Exercise materials:
::::

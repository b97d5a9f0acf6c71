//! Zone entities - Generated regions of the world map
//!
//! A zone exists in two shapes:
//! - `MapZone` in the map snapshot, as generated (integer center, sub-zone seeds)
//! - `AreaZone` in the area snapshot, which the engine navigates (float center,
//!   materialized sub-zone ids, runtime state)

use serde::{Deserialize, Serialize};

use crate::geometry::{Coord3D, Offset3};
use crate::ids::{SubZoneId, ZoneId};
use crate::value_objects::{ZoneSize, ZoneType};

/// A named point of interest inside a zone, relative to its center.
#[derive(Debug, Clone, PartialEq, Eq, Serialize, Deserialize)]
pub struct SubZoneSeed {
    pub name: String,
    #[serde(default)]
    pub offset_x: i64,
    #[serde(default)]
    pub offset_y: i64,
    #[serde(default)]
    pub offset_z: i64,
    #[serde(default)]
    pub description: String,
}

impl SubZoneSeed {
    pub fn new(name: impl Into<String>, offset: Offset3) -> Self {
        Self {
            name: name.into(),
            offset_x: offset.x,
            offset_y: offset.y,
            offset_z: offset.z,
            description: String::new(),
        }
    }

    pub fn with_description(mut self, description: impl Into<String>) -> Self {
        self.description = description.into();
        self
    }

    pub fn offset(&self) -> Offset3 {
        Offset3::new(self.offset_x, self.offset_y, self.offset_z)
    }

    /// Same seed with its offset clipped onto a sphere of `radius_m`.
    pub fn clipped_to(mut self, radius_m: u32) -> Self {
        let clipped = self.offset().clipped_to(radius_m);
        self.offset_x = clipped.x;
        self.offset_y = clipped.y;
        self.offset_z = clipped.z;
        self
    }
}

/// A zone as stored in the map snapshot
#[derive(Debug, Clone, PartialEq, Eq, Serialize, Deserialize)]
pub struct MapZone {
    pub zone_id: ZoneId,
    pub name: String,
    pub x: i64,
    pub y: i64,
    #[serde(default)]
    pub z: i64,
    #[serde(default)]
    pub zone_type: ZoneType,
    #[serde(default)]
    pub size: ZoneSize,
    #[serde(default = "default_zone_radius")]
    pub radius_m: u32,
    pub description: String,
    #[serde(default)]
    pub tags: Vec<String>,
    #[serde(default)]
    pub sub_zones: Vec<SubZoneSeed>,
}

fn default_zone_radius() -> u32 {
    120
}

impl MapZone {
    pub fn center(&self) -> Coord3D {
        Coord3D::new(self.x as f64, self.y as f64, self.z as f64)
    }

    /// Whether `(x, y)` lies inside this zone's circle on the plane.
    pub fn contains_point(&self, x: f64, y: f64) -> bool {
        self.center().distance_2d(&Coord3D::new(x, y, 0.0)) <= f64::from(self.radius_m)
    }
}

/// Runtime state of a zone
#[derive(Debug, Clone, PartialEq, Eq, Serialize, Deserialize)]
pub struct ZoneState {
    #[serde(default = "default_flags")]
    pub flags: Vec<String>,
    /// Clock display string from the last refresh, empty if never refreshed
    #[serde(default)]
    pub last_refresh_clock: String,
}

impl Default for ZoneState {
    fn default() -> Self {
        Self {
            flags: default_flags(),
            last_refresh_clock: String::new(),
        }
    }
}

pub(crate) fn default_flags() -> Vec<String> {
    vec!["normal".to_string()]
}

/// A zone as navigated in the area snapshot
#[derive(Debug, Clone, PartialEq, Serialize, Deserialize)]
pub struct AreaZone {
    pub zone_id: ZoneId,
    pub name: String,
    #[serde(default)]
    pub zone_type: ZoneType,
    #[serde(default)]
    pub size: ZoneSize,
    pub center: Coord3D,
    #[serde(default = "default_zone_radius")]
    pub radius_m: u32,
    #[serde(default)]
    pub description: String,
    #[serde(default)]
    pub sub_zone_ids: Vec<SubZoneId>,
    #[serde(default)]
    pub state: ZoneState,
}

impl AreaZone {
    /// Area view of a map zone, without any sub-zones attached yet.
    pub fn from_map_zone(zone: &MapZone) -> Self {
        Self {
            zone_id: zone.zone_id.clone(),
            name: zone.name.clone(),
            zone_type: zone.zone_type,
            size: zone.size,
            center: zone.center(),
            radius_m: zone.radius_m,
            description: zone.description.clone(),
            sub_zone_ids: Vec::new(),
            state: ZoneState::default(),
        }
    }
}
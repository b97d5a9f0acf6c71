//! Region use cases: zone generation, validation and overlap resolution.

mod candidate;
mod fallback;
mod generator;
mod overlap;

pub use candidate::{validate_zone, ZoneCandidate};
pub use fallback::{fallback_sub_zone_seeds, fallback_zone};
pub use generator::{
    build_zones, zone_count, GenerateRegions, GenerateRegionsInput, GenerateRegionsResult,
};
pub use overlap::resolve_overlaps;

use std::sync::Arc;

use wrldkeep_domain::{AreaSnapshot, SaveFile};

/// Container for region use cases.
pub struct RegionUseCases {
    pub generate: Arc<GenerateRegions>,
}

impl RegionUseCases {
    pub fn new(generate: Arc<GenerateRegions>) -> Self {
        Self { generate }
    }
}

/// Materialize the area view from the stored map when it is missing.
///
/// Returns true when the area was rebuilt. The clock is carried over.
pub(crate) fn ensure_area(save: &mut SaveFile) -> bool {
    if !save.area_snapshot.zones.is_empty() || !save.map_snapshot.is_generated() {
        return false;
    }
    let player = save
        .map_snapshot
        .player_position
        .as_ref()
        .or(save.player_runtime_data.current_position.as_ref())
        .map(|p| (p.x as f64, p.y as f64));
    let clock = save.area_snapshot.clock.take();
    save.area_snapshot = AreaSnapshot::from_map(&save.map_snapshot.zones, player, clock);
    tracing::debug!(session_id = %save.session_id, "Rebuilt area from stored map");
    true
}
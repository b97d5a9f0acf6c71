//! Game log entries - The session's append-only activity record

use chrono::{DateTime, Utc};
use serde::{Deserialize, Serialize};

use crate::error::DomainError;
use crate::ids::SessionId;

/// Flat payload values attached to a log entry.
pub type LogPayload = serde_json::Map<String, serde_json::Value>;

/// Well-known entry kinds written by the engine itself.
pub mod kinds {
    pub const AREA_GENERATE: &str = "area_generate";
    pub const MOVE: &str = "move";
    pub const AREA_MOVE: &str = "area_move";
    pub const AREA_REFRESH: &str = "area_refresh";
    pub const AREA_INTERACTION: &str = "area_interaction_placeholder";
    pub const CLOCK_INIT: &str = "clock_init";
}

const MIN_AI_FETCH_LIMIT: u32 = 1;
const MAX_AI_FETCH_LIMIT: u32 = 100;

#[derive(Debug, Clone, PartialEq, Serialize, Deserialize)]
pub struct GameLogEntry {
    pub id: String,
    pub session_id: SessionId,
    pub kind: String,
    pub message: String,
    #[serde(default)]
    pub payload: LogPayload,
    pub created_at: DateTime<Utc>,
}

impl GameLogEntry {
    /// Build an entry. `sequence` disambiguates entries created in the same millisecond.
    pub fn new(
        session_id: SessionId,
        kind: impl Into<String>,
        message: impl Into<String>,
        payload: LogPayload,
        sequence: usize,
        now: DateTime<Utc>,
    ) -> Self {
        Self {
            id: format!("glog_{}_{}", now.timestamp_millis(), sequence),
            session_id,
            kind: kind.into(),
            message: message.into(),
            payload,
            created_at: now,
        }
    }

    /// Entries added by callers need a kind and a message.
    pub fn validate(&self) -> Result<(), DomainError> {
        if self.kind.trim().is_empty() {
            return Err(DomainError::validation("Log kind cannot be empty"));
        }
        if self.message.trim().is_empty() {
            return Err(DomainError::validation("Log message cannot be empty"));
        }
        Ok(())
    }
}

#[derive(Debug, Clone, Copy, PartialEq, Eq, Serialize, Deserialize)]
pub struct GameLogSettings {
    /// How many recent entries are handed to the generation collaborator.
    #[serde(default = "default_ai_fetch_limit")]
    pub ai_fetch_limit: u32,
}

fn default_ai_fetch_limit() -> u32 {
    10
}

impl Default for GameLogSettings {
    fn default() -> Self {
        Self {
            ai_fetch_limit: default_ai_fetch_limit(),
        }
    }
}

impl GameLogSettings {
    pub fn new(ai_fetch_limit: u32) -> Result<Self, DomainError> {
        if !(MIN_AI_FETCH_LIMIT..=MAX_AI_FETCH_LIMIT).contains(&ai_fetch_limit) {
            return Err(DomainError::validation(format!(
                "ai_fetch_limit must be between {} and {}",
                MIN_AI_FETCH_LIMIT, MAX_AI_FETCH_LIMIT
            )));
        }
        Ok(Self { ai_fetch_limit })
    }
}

::::

About this task:
Gather each line of the listing containing the word "sequence" and show it.

Written solution:
    /// Build an entry. `sequence` disambiguates entries created in the same millisecond.
        sequence: usize,
            id: format!("glog_{}_{}", now.timestamp_millis(), sequence),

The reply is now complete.